▶ **INSTRUCTIONS FOR THE TASK**:
Across the entries below, how many lines contain the string "MultipleObjectsReturned"? Only the number is wanted.

▶ **EXTRACTED RECORDS**:
■ ■ ■ ■ ■
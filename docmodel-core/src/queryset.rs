//! Fluent query sets.
//!
//! A [`QuerySet`] accumulates constraints, projections, ordering and paging
//! for one schema and runs them through the context's executor. Builder
//! methods consume and return the query set; terminal methods compile it,
//! execute it and load the results as [`Model`]s.
//!
//! ```ignore
//! let recent = ctx
//!     .objects("Post")?
//!     .filter(Q::new("published__gte", cutoff))
//!     .exclude(Q::new("tags", "draft"))
//!     .only(["title", "author"])
//!     .order_by(["-published"])
//!     .limit(20)
//!     .select_related(1)
//!     .all()
//!     .await?;
//! ```

use std::{collections::BTreeSet, sync::Arc};

use bson::{Bson, Document, doc};
use futures::{StreamExt, TryStreamExt, stream::BoxStream};
use tracing::debug;

use crate::{
    context::Context,
    document::Model,
    error::{OdmError, OdmResult},
    executor::{FindSpec, WriteAck, WriteOp},
    query::{FilterCompiler, Q, QueryNode, Sort, UpdateSpec, compile_sort},
    convert::join_path,
    field::FieldKind,
    schema::{Schema, SchemaRegistry},
};

/// A lazy stream of loaded documents.
pub type ModelStream = BoxStream<'static, OdmResult<Model>>;

/// A query over the documents of one schema.
#[derive(Debug, Clone)]
pub struct QuerySet<'c> {
    ctx: &'c Context,
    schema: Arc<Schema>,
    query: Option<QueryNode>,
    only: Vec<String>,
    excluded: Vec<String>,
    sort: Vec<Sort>,
    skip: Option<u64>,
    limit: Option<u64>,
    batch_size: Option<u32>,
    select_related: Option<usize>,
}

impl<'c> QuerySet<'c> {
    pub(crate) fn new(ctx: &'c Context, schema: Arc<Schema>) -> Self {
        Self {
            ctx,
            schema,
            query: None,
            only: Vec::new(),
            excluded: Vec::new(),
            sort: Vec::new(),
            skip: None,
            limit: None,
            batch_size: None,
            select_related: None,
        }
    }

    pub fn schema(&self) -> &Arc<Schema> {
        &self.schema
    }

    pub fn query(&self) -> Option<&QueryNode> {
        self.query.as_ref()
    }

    /// Adds a constraint. Repeated calls are combined with AND.
    pub fn filter(mut self, q: impl Into<QueryNode>) -> Self {
        let node = q.into();
        self.query = Some(match self.query.take() {
            Some(existing) => existing.and(node),
            None => node,
        });
        self
    }

    /// Adds a negated constraint.
    pub fn exclude(self, q: impl Into<QueryNode>) -> Self {
        let node = q.into().negate();
        self.filter(node)
    }

    /// Adds a full-text search constraint.
    pub fn search_text(self, text: impl Into<String>) -> Self {
        self.filter(Q::text(text))
    }

    /// Fetches only the given attributes (plus the primary key).
    pub fn only<I, S>(mut self, fields: I) -> Self
    where
        I: IntoIterator<Item = S>,
        S: Into<String>,
    {
        self.only
            .extend(fields.into_iter().map(|field| field.into().replace("__", ".")));
        self
    }

    /// Fetches everything except the given attributes.
    pub fn exclude_fields<I, S>(mut self, fields: I) -> Self
    where
        I: IntoIterator<Item = S>,
        S: Into<String>,
    {
        self.excluded
            .extend(fields.into_iter().map(|field| field.into().replace("__", ".")));
        self
    }

    /// Orders by `"field"` (ascending) or `"-field"` (descending) keys.
    pub fn order_by<'k>(mut self, keys: impl IntoIterator<Item = &'k str>) -> Self {
        self.sort = keys.into_iter().map(Sort::parse).collect();
        self
    }

    pub fn skip(mut self, skip: u64) -> Self {
        self.skip = Some(skip);
        self
    }

    pub fn limit(mut self, limit: u64) -> Self {
        self.limit = Some(limit);
        self
    }

    pub fn batch_size(mut self, batch_size: u32) -> Self {
        self.batch_size = Some(batch_size);
        self
    }

    /// Dereferences up to `max_depth` levels of references when results are
    /// collected with [`all`](Self::all), [`first`](Self::first) or
    /// [`get`](Self::get).
    pub fn select_related(mut self, max_depth: usize) -> Self {
        self.select_related = Some(max_depth);
        self
    }

    /// Compiles the constraints into a wire filter.
    pub fn compile_filter(&self) -> OdmResult<Document> {
        match &self.query {
            Some(node) => FilterCompiler::new(self.ctx.registry(), &self.schema).compile(node),
            None => Ok(Document::new()),
        }
    }

    /// Compiles the query set into a find.
    ///
    /// # Errors
    ///
    /// Returns [`OdmError::InvalidQuery`] if a constraint, projection or sort
    /// key does not resolve against the schema.
    pub fn compile(&self) -> OdmResult<FindSpec> {
        let registry = self.ctx.registry();

        let projection = if !self.only.is_empty() {
            let mut projection = Document::new();
            for path in self.only.iter().filter(|path| !self.excluded.contains(path)) {
                let resolved = self.schema.resolve_path(registry, path)?;
                projection.insert(resolved.wire_path, 1);
            }
            Some(projection)
        } else if !self.excluded.is_empty() {
            let mut projection = Document::new();
            for path in &self.excluded {
                let resolved = self.schema.resolve_path(registry, path)?;
                projection.insert(resolved.wire_path, 0);
            }
            Some(projection)
        } else {
            None
        };

        let sort = if self.sort.is_empty() {
            None
        } else {
            Some(compile_sort(&self.sort, registry, &self.schema)?)
        };

        Ok(FindSpec {
            filter: self.compile_filter()?,
            projection,
            sort,
            skip: self.skip,
            limit: self.limit.map(|limit| i64::try_from(limit).unwrap_or(i64::MAX)),
            batch_size: self.batch_size,
        })
    }

    /// Attribute paths a projected load fetches; `None` when the whole
    /// document is fetched. A dotted path marks its top-level attribute as
    /// partially loaded.
    fn loaded_fields(&self) -> Option<BTreeSet<String>> {
        let mut loaded: BTreeSet<String> = if !self.only.is_empty() {
            self.only
                .iter()
                .filter(|path| !self.excluded.contains(path))
                .cloned()
                .collect()
        } else if !self.excluded.is_empty() {
            let excluded: Vec<&str> = self.excluded.iter().map(String::as_str).collect();
            let mut loaded = BTreeSet::new();
            remaining_paths(&self.schema, self.ctx.registry(), &excluded, "", &mut loaded);
            loaded
        } else {
            return None;
        };

        if let Some(pk) = self.schema.primary_key() {
            loaded.insert(pk.name().to_owned());
        }

        Some(loaded)
    }

    /// Executes the query and streams the results. References are not
    /// dereferenced.
    pub async fn iter(self) -> OdmResult<ModelStream> {
        let spec = self.compile()?;
        let collection = self.schema.collection_name()?;
        let loaded = self.loaded_fields();

        debug!(
            collection,
            filter = %spec.filter,
            limit = ?spec.limit,
            skip = ?spec.skip,
            "Executing find"
        );

        let stream = self.ctx.executor().execute_find(collection, spec).await?;
        let registry = Arc::clone(self.ctx.registry());
        let schema = Arc::clone(&self.schema);

        Ok(stream
            .map(move |result| {
                result.and_then(|document| {
                    Model::load(Arc::clone(&registry), Arc::clone(&schema), document, loaded.clone())
                })
            })
            .boxed())
    }

    /// Collects every result, dereferencing if
    /// [`select_related`](Self::select_related) was requested.
    pub async fn all(self) -> OdmResult<Vec<Model>> {
        let ctx = self.ctx;
        let depth = self.select_related;
        let mut models: Vec<Model> = self.iter().await?.try_collect().await?;

        if let Some(depth) = depth.filter(|depth| *depth > 0) {
            ctx.dereference(&mut models, depth).await?;
        }

        Ok(models)
    }

    /// The first result, if any.
    pub async fn first(self) -> OdmResult<Option<Model>> {
        Ok(self.limit(1).all().await?.into_iter().next())
    }

    /// Exactly one result.
    ///
    /// # Errors
    ///
    /// Returns [`OdmError::DoesNotExist`] if nothing matches and
    /// [`OdmError::MultipleObjectsReturned`] if more than one document does.
    pub async fn get(self) -> OdmResult<Model> {
        let schema = self.schema.name().to_owned();
        let mut models = self.limit(2).all().await?;

        match models.len() {
            0 => Err(OdmError::DoesNotExist { schema }),
            1 => models.pop().ok_or(OdmError::DoesNotExist { schema }),
            _ => Err(OdmError::MultipleObjectsReturned { schema }),
        }
    }

    /// Counts the matching documents, ignoring paging.
    pub async fn count(&self) -> OdmResult<u64> {
        let filter = self.compile_filter()?;
        let collection = self.schema.collection_name()?;

        self.ctx.executor().execute_count(collection, filter).await
    }

    /// Applies `update` to every matching document and returns the number of
    /// documents matched.
    pub async fn update(&self, update: UpdateSpec) -> OdmResult<u64> {
        let op = WriteOp::UpdateMany {
            filter: self.compile_filter()?,
            update: update.compile(self.ctx.registry(), &self.schema)?,
        };

        Ok(self.write(op).await?.matched_count)
    }

    /// Applies `update` to the first matching document and returns the number
    /// of documents matched (0 or 1).
    pub async fn update_one(&self, update: UpdateSpec) -> OdmResult<u64> {
        let op = WriteOp::UpdateOne {
            filter: self.compile_filter()?,
            update: update.compile(self.ctx.registry(), &self.schema)?,
            upsert: false,
        };

        Ok(self.write(op).await?.matched_count)
    }

    /// Applies `update` to the first matching document, inserting one built
    /// from the equality constraints if none matches. Returns the id of an
    /// inserted document.
    pub async fn upsert_one(&self, update: UpdateSpec) -> OdmResult<Option<Bson>> {
        let op = WriteOp::UpdateOne {
            filter: self.compile_filter()?,
            update: update.compile(self.ctx.registry(), &self.schema)?,
            upsert: true,
        };

        Ok(self.write(op).await?.upserted_id)
    }

    /// Deletes every matching document and returns how many were deleted.
    pub async fn delete(&self) -> OdmResult<u64> {
        let op = WriteOp::DeleteMany {
            filter: self.compile_filter()?,
        };

        Ok(self.write(op).await?.deleted_count)
    }

    async fn write(&self, op: WriteOp) -> OdmResult<WriteAck> {
        let collection = self.schema.collection_name()?;
        debug!(collection, op = op.name(), "Executing write");

        self.ctx
            .executor()
            .execute_write(collection, op)
            .await?
            .into_result(collection)
    }
}

/// Paths of `schema` left over once `excluded` is projected away. Embedded
/// attributes with excluded members are listed member by member.
fn remaining_paths(
    schema: &Schema,
    registry: &SchemaRegistry,
    excluded: &[&str],
    prefix: &str,
    loaded: &mut BTreeSet<String>,
) {
    for spec in schema.fields() {
        let name = spec.name();
        if excluded.contains(&name) {
            continue;
        }

        let path = join_path(prefix, name);
        let nested: Vec<&str> = excluded
            .iter()
            .filter_map(|excluded| excluded.strip_prefix(name)?.strip_prefix('.'))
            .collect();

        if nested.is_empty() {
            loaded.insert(path);
        } else if let FieldKind::Embedded { schema: target } = spec.kind() {
            if let Ok(target) = registry.get(target) {
                remaining_paths(target, registry, &nested, &path, loaded);
            }
        }
    }
}

/// Filter matching one document by primary key.
pub(crate) fn pk_filter(schema: &Schema, id: Bson) -> OdmResult<Document> {
    let pk = schema.primary_key().ok_or_else(|| OdmError::SchemaDefinition {
        schema: schema.name().to_owned(),
        reason: "no primary key".to_owned(),
    })?;

    Ok(doc! { pk.wire_key(): id })
}

#[cfg(test)]
mod tests {
    use super::*;
    use crate::{
        executor::{DocumentStream, QueryExecutor},
        field::FieldSpec,
    };
    use async_trait::async_trait;

    #[derive(Debug)]
    struct NoopExecutor;

    #[async_trait]
    impl QueryExecutor for NoopExecutor {
        async fn execute_find(&self, _collection: &str, _spec: FindSpec) -> OdmResult<DocumentStream> {
            Ok(futures::stream::empty().boxed())
        }

        async fn execute_write(&self, _collection: &str, _op: WriteOp) -> OdmResult<WriteAck> {
            Ok(WriteAck::default())
        }
    }

    fn context() -> Context {
        let address = Schema::embedded("Address")
            .field(FieldSpec::string("city").wire_name("c"))
            .field(FieldSpec::string("zip"))
            .build()
            .expect("address");
        let user = Schema::builder("User")
            .field(FieldSpec::string("name").wire_name("n"))
            .field(FieldSpec::int("age"))
            .field(FieldSpec::embedded("address", "Address"))
            .build()
            .expect("user");
        let registry = SchemaRegistry::builder()
            .register(address)
            .register(user)
            .build()
            .expect("registry");

        Context::new(NoopExecutor, registry)
    }

    #[test]
    fn test_compile_find() {
        let ctx = context();
        let spec = ctx
            .objects("User")
            .expect("user")
            .filter(Q::new("age__gte", 18))
            .filter(Q::new("age__lt", 65))
            .exclude(Q::new("name", "bob"))
            .only(["name", "address__city"])
            .order_by(["-age", "name"])
            .skip(5)
            .limit(10)
            .compile()
            .expect("compiles");

        assert_eq!(spec.filter, doc! { "age": { "$gte": 18, "$lt": 65 }, "n": { "$ne": "bob" } });
        assert_eq!(spec.projection, Some(doc! { "n": 1, "address.c": 1 }));
        assert_eq!(spec.sort, Some(doc! { "age": -1, "n": 1 }));
        assert_eq!(spec.skip, Some(5));
        assert_eq!(spec.limit, Some(10));
    }

    #[test]
    fn test_loaded_fields_include_primary_key() {
        let ctx = context();
        let only = ctx.objects("User").expect("user").only(["address__city"]);
        assert_eq!(
            only.loaded_fields(),
            Some(BTreeSet::from(["address.city".to_owned(), "id".to_owned()]))
        );

        let excluded = ctx.objects("User").expect("user").exclude_fields(["age"]);
        assert_eq!(
            excluded.loaded_fields(),
            Some(BTreeSet::from(["address".to_owned(), "id".to_owned(), "name".to_owned()]))
        );

        let nested = ctx.objects("User").expect("user").exclude_fields(["age", "address__city"]);
        assert_eq!(
            nested.loaded_fields(),
            Some(BTreeSet::from(["address.zip".to_owned(), "id".to_owned(), "name".to_owned()]))
        );
        assert_eq!(ctx.objects("User").expect("user").loaded_fields(), None);
    }

    #[test]
    fn test_invalid_keys_fail_before_execution() {
        let ctx = context();
        assert!(ctx.objects("User").expect("user").only(["nope"]).compile().is_err());
        assert!(ctx.objects("User").expect("user").order_by(["-nope"]).compile().is_err());
        assert!(ctx.objects("Address").is_err());
        assert!(ctx.objects("Nope").is_err());
    }
}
■ ■ ■ ■ ■
▶ **ANSWER SECTION**:
2